## [EXERCISE REQUIREMENTS]
Pull each line holding the word "Hash" from the data.

## [MATERIAL FOR THIS TASK]
☆ ☆ ☆ ☆

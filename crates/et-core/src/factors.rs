//! Emission factor table: kilograms of CO₂ emitted per kilometre, per mode.
//!
//! Backed by a fixed-size array indexed by [`TransportMode::index`], so the
//! "exactly one factor per mode" invariant holds by construction.  Values are
//! validated (finite, non-negative) whenever they enter the table.

use crate::{EtError, EtResult, TransportMode};

/// Mode → kg CO₂ per km.
#[derive(Copy, Clone, Debug, PartialEq)]
#[cfg_attr(feature = "serde", derive(serde::Serialize, serde::Deserialize))]
pub struct EmissionFactors {
    kg_per_km: [f64; TransportMode::ALL.len()],
}

impl EmissionFactors {
    /// Average factors for Brazilian road transport.
    pub const BRAZIL: EmissionFactors = EmissionFactors {
        kg_per_km: [
            0.0,   // bicycle
            0.12,  // car
            0.089, // bus
            0.96,  // truck
        ],
    };

    /// Build a table from one factor per mode.
    pub fn new(bicycle: f64, car: f64, bus: f64, truck: f64) -> EtResult<Self> {
        let table = Self { kg_per_km: [bicycle, car, bus, truck] };
        table.validate()?;
        Ok(table)
    }

    /// Factor for `mode` in kg CO₂ per km.
    #[inline]
    pub fn factor(&self, mode: TransportMode) -> f64 {
        self.kg_per_km[mode.index()]
    }

    /// Return a copy with `mode`'s factor replaced.
    pub fn with_factor(mut self, mode: TransportMode, kg_per_km: f64) -> EtResult<Self> {
        check_factor(mode, kg_per_km)?;
        self.kg_per_km[mode.index()] = kg_per_km;
        Ok(self)
    }

    /// Iterate `(mode, factor)` pairs in declaration order.
    pub fn iter(&self) -> impl Iterator<Item = (TransportMode, f64)> + '_ {
        TransportMode::ALL.into_iter().map(|m| (m, self.factor(m)))
    }

    /// Check every factor is finite and `≥ 0`.
    pub fn validate(&self) -> EtResult<()> {
        self.iter().try_for_each(|(mode, f)| check_factor(mode, f))
    }
}

impl Default for EmissionFactors {
    fn default() -> Self {
        Self::BRAZIL
    }
}

fn check_factor(mode: TransportMode, kg_per_km: f64) -> EtResult<()> {
    if kg_per_km.is_finite() && kg_per_km >= 0.0 {
        Ok(())
    } else {
        Err(EtError::Config(format!(
            "emission factor for {mode} must be a finite number >= 0, got {kg_per_km}"
        )))
    }
}
//! Core data models shared by the indexer, retrieval engine and service.
//!
//! [`Index`] and [`IndexedDocument`] are also the on-disk format of the
//! index file; their serde names (`updatedAt`, `index`, `file`, `text`,
//! `chars`, `meta`) are the persisted layout.

use chrono::{DateTime, Utc};
use serde::{Deserialize, Serialize};

use crate::meta::{DocumentMetadata, Grade, Subject};

/// One textbook after extraction and normalization. Immutable once built.
#[derive(Debug, Clone, PartialEq, Serialize, Deserialize)]
pub struct IndexedDocument {
    /// Filename within the library directory.
    #[serde(rename = "file")]
    pub file_id: String,
    /// Normalized extracted text.
    #[serde(rename = "text")]
    pub raw_text: String,
    /// Length of `raw_text` in characters.
    #[serde(rename = "chars")]
    pub char_count: usize,
    #[serde(rename = "meta", default)]
    pub metadata: DocumentMetadata,
}

/// A complete snapshot of the indexed library.
#[derive(Debug, Clone, Default, PartialEq, Serialize, Deserialize)]
pub struct Index {
    /// When the index was built; `None` for an empty fallback index.
    #[serde(rename = "updatedAt", default)]
    pub built_at: Option<DateTime<Utc>>,
    #[serde(rename = "index", default)]
    pub documents: Vec<IndexedDocument>,
}

impl Index {
    pub fn empty() -> Self {
        Self::default()
    }

    pub fn is_empty(&self) -> bool {
        self.documents.is_empty()
    }

    pub fn len(&self) -> usize {
        self.documents.len()
    }

    /// Documents whose metadata satisfies every supplied filter field, in index order.
    pub fn filter(&self, grade: Option<Grade>, subject: Option<Subject>) -> Vec<&IndexedDocument> {
        self.documents
            .iter()
            .filter(|doc| doc.metadata.matches(grade, subject))
            .collect()
    }
}

/// A snippet extracted around the earliest matching term.
#[derive(Debug, Clone, PartialEq, Eq, Serialize)]
pub struct Snippet {
    pub term: String,
    pub snippet: String,
}

/// A document that matched at least one term.
#[derive(Debug, Clone, PartialEq, Eq, Serialize)]
pub struct ScoredDocument {
    #[serde(rename = "file")]
    pub file_id: String,
    pub score: usize,
    pub snippet: Option<String>,
}

#[cfg(test)]
mod tests {
    use super::*;
    use crate::meta::detect;

    fn doc(file: &str) -> IndexedDocument {
        IndexedDocument {
            file_id: file.to_string(),
            raw_text: "text".to_string(),
            char_count: 4,
            metadata: detect(file),
        }
    }

    #[test]
    fn persisted_layout_uses_short_field_names() {
        let index = Index {
            built_at: None,
            documents: vec![doc("grade7_nst.pdf")],
        };
        let value = serde_json::to_value(&index).unwrap();
        assert!(value["updatedAt"].is_null());
        let entry = &value["index"][0];
        assert_eq!(entry["file"], "grade7_nst.pdf");
        assert_eq!(entry["text"], "text");
        assert_eq!(entry["chars"], 4);
        assert_eq!(entry["meta"]["grade"], 7);
        assert_eq!(entry["meta"]["subject"], "Natural Sciences");
    }

    #[test]
    fn loads_index_written_with_string_grades() {
        let json = r#"{
            "updatedAt": "2026-01-05T08:30:00Z",
            "index": [
                {"file": "gr6_maths.pdf", "text": "fractions", "chars": 9,
                 "meta": {"grade": "6", "subject": "Mathematics"}}
            ]
        }"#;
        let index: Index = serde_json::from_str(json).unwrap();
        assert!(index.built_at.is_some());
        assert_eq!(index.len(), 1);
        assert_eq!(index.documents[0].metadata.grade, Grade::new(6));
    }

    #[test]
    fn filter_matches_grade_and_subject() {
        let index = Index {
            built_at: None,
            documents: vec![doc("grade7_nst.pdf"), doc("grade7_maths.pdf"), doc("grade8_nst.pdf")],
        };
        let hits = index.filter(Grade::new(7), Some(Subject::NaturalSciences));
        assert_eq!(hits.len(), 1);
        assert_eq!(hits[0].file_id, "grade7_nst.pdf");
        assert_eq!(index.filter(None, Some(Subject::NaturalSciences)).len(), 2);
        assert_eq!(index.filter(None, None).len(), 3);
        assert!(index.filter(Grade::new(4), None).is_empty());
    }
}
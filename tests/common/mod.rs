//! Helpers shared by the integration tests.

#![allow(dead_code)]

use std::fs;
use std::path::{Path, PathBuf};
use tempfile::TempDir;

pub const PHOTOSYNTHESIS: &str =
    "Photosynthesis is how green plants make glucose from light energy.";

pub fn hwh_binary() -> PathBuf {
    let mut path = std::env::current_exe().unwrap();
    path.pop(); // remove test binary name
    path.pop(); // remove deps/
    path.push("hwh");
    path
}

/// Single-page PDF showing `text` in Helvetica.
/// Builds body then xref with correct byte offsets so pdf-extract can parse it.
pub fn minimal_pdf_with_text(text: &str) -> Vec<u8> {
    let content = format!("BT /F1 12 Tf 72 700 Td ({}) Tj ET", text);

    let mut out = Vec::new();
    out.extend_from_slice(b"%PDF-1.4\n");
    let o1 = out.len();
    out.extend_from_slice(b"1 0 obj << /Type /Catalog /Pages 2 0 R >> endobj\n");
    let o2 = out.len();
    out.extend_from_slice(b"2 0 obj << /Type /Pages /Kids [3 0 R] /Count 1 >> endobj\n");
    let o3 = out.len();
    out.extend_from_slice(b"3 0 obj << /Type /Page /Parent 2 0 R /MediaBox [0 0 612 792] /Contents 4 0 R /Resources << /Font << /F1 5 0 R >> >> >> endobj\n");
    let o4 = out.len();
    out.extend_from_slice(
        format!(
            "4 0 obj << /Length {} >> stream\n{}\nendstream endobj\n",
            content.len(),
            content
        )
        .as_bytes(),
    );
    let o5 = out.len();
    out.extend_from_slice(
        b"5 0 obj << /Type /Font /Subtype /Type1 /BaseFont /Helvetica >> endobj\n",
    );
    let xref_start = out.len();
    out.extend_from_slice(b"xref\n0 6\n");
    out.extend_from_slice(format!("{:010} 65535 f \n", 0).as_bytes());
    for offset in [o1, o2, o3, o4, o5] {
        out.extend_from_slice(format!("{:010} 00000 n \n", offset).as_bytes());
    }
    out.extend_from_slice(b"trailer << /Size 6 /Root 1 0 R >>\nstartxref\n");
    out.extend_from_slice(format!("{}\n", xref_start).as_bytes());
    out.extend_from_slice(b"%%EOF\n");
    out
}

/// Temp workspace with `pdfs/`, `data/` and `config/hwh.toml`.
///
/// `pdfs/` holds a Grade 7 Natural Sciences textbook and a corrupt file
/// that extraction must skip.
pub fn setup_library(bind: &str) -> (TempDir, PathBuf) {
    let tmp = TempDir::new().unwrap();
    let root = tmp.path();

    let pdf_dir = root.join("pdfs");
    fs::create_dir_all(&pdf_dir).unwrap();
    fs::write(
        pdf_dir.join("grade7_nst.pdf"),
        minimal_pdf_with_text(PHOTOSYNTHESIS),
    )
    .unwrap();
    fs::write(pdf_dir.join("grade7_maths.pdf"), b"this is not a pdf").unwrap();

    let data_dir = root.join("data");
    fs::create_dir_all(&data_dir).unwrap();
    fs::write(
        data_dir.join("topics.json"),
        r#"[{"grade": 7, "subject": "Natural Sciences", "keywords": ["chlorophyll"],
             "topic": "Chlorophyll", "explanation": "Chlorophyll is the green pigment in leaves.",
             "video": "https://example.org/chlorophyll"}]"#,
    )
    .unwrap();
    fs::write(
        data_dir.join("resources.json"),
        r#"{"Grade 7": {"Natural Sciences": ["Photosynthesis", "Cells"]}}"#,
    )
    .unwrap();

    let config_dir = root.join("config");
    fs::create_dir_all(&config_dir).unwrap();
    let config_path = config_dir.join("hwh.toml");
    fs::write(&config_path, config_toml(root, bind)).unwrap();

    (tmp, config_path)
}

fn config_toml(root: &Path, bind: &str) -> String {
    format!(
        r#"[server]
bind = "{bind}"

[library]
pdf_dir = "{root}/pdfs"
index_path = "{root}/data/pdf_index.json"
extract_timeout_secs = 30

[curriculum]
topics_path = "{root}/data/topics.json"
resources_path = "{root}/data/resources.json"
"#,
        bind = bind,
        root = root.display()
    )
}
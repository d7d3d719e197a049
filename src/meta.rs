//! Grade and subject detection from textbook filenames.
//!
//! Textbooks are dropped into the library directory with names like
//! `Grade7_NST_Learner_Book.pdf` or `gr5-maths.pdf`. The filename is the
//! only metadata source: it is inspected once at indexing time and the
//! result travels with the document in the persisted index.

use regex::Regex;
use serde::{Deserialize, Deserializer, Serialize, Serializer};
use std::fmt;
use std::sync::LazyLock;

/// Matches "grade 7", "gr7" or a standalone "g 7" (4..=9).
static GRADE_RE: LazyLock<Regex> = LazyLock::new(|| {
    Regex::new(r"grade\s*([4-9])|gr\s*([4-9])|\bg\s*([4-9])\b").expect("grade regex is valid")
});

const MATHEMATICS_TOKENS: &[&str] = &["math", "maths", "mathematics"];
const NATURAL_SCIENCES_TOKENS: &[&str] = &["nst", "natural", "science", "sciences"];

/// A school grade in the supported range 4..=9.
#[derive(Debug, Clone, Copy, PartialEq, Eq, PartialOrd, Ord, Hash)]
pub struct Grade(u8);

impl Grade {
    pub const MIN: u8 = 4;
    pub const MAX: u8 = 9;

    /// Returns `None` for grades outside 4..=9.
    pub fn new(value: u8) -> Option<Self> {
        (Self::MIN..=Self::MAX).contains(&value).then_some(Self(value))
    }

    pub fn get(self) -> u8 {
        self.0
    }

    /// Parses `"7"`, `" 7 "`, `"Grade 7"` or `"gr7"`.
    pub fn parse(input: &str) -> Option<Self> {
        let lower = input.trim().to_lowercase();
        let digits = lower
            .strip_prefix("grade")
            .or_else(|| lower.strip_prefix("gr"))
            .unwrap_or(&lower)
            .trim();
        digits.parse::<u8>().ok().and_then(Self::new)
    }
}

impl fmt::Display for Grade {
    fn fmt(&self, f: &mut fmt::Formatter<'_>) -> fmt::Result {
        write!(f, "{}", self.0)
    }
}

impl Serialize for Grade {
    fn serialize<S: Serializer>(&self, serializer: S) -> Result<S::Ok, S::Error> {
        serializer.serialize_u8(self.0)
    }
}

/// Accepts either a JSON number (`7`) or a string (`"7"`, `"Grade 7"`).
impl<'de> Deserialize<'de> for Grade {
    fn deserialize<D: Deserializer<'de>>(deserializer: D) -> Result<Self, D::Error> {
        #[derive(Deserialize)]
        #[serde(untagged)]
        enum Raw {
            Number(u64),
            Text(String),
        }

        let grade = match Raw::deserialize(deserializer)? {
            Raw::Number(n) => u8::try_from(n).ok().and_then(Grade::new),
            Raw::Text(s) => Grade::parse(&s),
        };
        grade.ok_or_else(|| serde::de::Error::custom("grade must be between 4 and 9"))
    }
}

/// Curriculum subjects that textbooks are tagged with.
#[derive(Debug, Clone, Copy, PartialEq, Eq, Hash)]
pub enum Subject {
    Mathematics,
    NaturalSciences,
}

impl Subject {
    pub fn as_str(self) -> &'static str {
        match self {
            Subject::Mathematics => "Mathematics",
            Subject::NaturalSciences => "Natural Sciences",
        }
    }

    /// Parses display names and the short forms used in filenames.
    pub fn parse(input: &str) -> Option<Self> {
        match input.trim().to_lowercase().as_str() {
            "mathematics" | "maths" | "math" => Some(Subject::Mathematics),
            "natural sciences" | "natural science" | "naturalsciences" | "nst" | "ns" => {
                Some(Subject::NaturalSciences)
            }
            _ => None,
        }
    }
}

impl fmt::Display for Subject {
    fn fmt(&self, f: &mut fmt::Formatter<'_>) -> fmt::Result {
        f.write_str(self.as_str())
    }
}

impl Serialize for Subject {
    fn serialize<S: Serializer>(&self, serializer: S) -> Result<S::Ok, S::Error> {
        serializer.serialize_str(self.as_str())
    }
}

impl<'de> Deserialize<'de> for Subject {
    fn deserialize<D: Deserializer<'de>>(deserializer: D) -> Result<Self, D::Error> {
        let raw = String::deserialize(deserializer)?;
        Subject::parse(&raw)
            .ok_or_else(|| serde::de::Error::custom(format!("unknown subject: '{}'", raw)))
    }
}

/// Metadata inferred from a textbook filename. `None` means "not detected".
#[derive(Debug, Clone, Copy, Default, PartialEq, Eq, Serialize, Deserialize)]
pub struct DocumentMetadata {
    #[serde(default)]
    pub grade: Option<Grade>,
    #[serde(default)]
    pub subject: Option<Subject>,
}

impl DocumentMetadata {
    /// True when every supplied filter field equals the detected value.
    /// A document whose field was not detected never matches a filter on it.
    pub fn matches(&self, grade: Option<Grade>, subject: Option<Subject>) -> bool {
        let grade_ok = grade.map_or(true, |g| self.grade == Some(g));
        let subject_ok = subject.map_or(true, |s| self.subject == Some(s));
        grade_ok && subject_ok
    }
}

/// Infers grade and subject from a filename.
///
/// Both subject token families are checked in turn and Natural Sciences is
/// checked last, so a filename carrying both (`grade7_maths_science.pdf`) is
/// tagged Natural Sciences.
pub fn detect(filename: &str) -> DocumentMetadata {
    let name = filename.to_lowercase();

    let grade = GRADE_RE.captures(&name).and_then(|caps| {
        caps.iter()
            .skip(1)
            .flatten()
            .next()
            .and_then(|m| m.as_str().parse::<u8>().ok())
            .and_then(Grade::new)
    });

    let mut subject = None;
    if MATHEMATICS_TOKENS.iter().any(|t| name.contains(t)) {
        subject = Some(Subject::Mathematics);
    }
    if NATURAL_SCIENCES_TOKENS.iter().any(|t| name.contains(t)) {
        subject = Some(Subject::NaturalSciences);
    }

    DocumentMetadata { grade, subject }
}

☆ ☆ ☆ ☆

## [RESULT FOR THIS TASK]
#[derive(Debug, Clone, Copy, PartialEq, Eq, PartialOrd, Ord, Hash)]
#[derive(Debug, Clone, Copy, PartialEq, Eq, Hash)]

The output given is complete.